- **TASK**:
First find the line with "filename src/algorithms/mod.rs" in the entries below, then set down exactly every line through the line with "pub mod action_policy;", that line included.

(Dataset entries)

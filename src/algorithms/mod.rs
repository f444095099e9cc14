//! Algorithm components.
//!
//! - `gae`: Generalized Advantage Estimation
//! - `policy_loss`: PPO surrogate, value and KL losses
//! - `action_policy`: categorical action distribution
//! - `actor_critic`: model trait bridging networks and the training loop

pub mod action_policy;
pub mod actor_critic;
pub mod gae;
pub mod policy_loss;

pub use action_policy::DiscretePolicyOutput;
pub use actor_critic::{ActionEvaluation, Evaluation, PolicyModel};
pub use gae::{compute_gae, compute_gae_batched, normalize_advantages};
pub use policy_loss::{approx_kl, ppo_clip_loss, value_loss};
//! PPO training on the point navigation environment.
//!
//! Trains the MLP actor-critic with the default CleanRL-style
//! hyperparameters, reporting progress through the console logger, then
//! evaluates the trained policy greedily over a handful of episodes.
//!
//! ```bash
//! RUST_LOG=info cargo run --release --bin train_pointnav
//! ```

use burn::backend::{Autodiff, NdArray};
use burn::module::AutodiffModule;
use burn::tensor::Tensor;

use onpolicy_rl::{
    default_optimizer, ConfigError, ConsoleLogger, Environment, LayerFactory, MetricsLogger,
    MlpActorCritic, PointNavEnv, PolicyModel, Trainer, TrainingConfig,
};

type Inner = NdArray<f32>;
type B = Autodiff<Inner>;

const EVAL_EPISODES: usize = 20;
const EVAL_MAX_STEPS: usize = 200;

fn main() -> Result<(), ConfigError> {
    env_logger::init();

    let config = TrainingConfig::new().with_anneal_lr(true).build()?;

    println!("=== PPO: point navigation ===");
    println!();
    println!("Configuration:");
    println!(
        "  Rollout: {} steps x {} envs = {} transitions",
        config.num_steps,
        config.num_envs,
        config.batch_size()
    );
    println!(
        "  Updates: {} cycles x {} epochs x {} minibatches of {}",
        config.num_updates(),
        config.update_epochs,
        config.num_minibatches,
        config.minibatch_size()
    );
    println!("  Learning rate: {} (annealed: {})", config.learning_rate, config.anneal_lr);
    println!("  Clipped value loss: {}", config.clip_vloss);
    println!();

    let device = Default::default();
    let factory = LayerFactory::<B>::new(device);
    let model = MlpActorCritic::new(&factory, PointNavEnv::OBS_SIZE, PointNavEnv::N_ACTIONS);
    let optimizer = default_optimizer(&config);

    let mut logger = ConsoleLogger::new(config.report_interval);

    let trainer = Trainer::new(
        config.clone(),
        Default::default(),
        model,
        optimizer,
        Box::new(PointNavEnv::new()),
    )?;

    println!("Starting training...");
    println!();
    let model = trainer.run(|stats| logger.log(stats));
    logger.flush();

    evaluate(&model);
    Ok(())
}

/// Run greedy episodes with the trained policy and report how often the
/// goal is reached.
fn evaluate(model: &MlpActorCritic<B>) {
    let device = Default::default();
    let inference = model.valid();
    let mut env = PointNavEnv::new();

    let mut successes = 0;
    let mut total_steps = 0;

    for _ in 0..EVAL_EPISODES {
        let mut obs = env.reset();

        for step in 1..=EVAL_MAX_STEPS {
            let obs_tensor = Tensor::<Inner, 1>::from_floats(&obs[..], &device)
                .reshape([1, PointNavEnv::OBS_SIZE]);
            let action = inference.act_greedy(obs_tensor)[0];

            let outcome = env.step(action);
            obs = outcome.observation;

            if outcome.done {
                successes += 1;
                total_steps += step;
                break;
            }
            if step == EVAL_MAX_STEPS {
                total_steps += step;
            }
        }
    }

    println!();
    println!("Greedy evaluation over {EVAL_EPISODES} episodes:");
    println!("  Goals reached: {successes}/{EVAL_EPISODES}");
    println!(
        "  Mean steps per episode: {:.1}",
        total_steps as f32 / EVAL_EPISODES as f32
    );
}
---
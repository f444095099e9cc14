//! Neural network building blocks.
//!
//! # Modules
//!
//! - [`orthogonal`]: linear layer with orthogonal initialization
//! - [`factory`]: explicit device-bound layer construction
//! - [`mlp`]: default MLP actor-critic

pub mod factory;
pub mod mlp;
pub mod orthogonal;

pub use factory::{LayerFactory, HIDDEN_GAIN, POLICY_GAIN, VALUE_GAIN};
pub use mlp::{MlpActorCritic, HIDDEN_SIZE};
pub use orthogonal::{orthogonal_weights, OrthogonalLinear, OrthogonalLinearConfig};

- **THE COMPLETED TASK**:
filename src/algorithms/mod.rs
repository f444095099e9cc14
//! Algorithm components.
//!
//! - `gae`: Generalized Advantage Estimation
//! - `policy_loss`: PPO surrogate, value and KL losses
//! - `action_policy`: categorical action distribution
//! - `actor_critic`: model trait bridging networks and the training loop

pub mod action_policy;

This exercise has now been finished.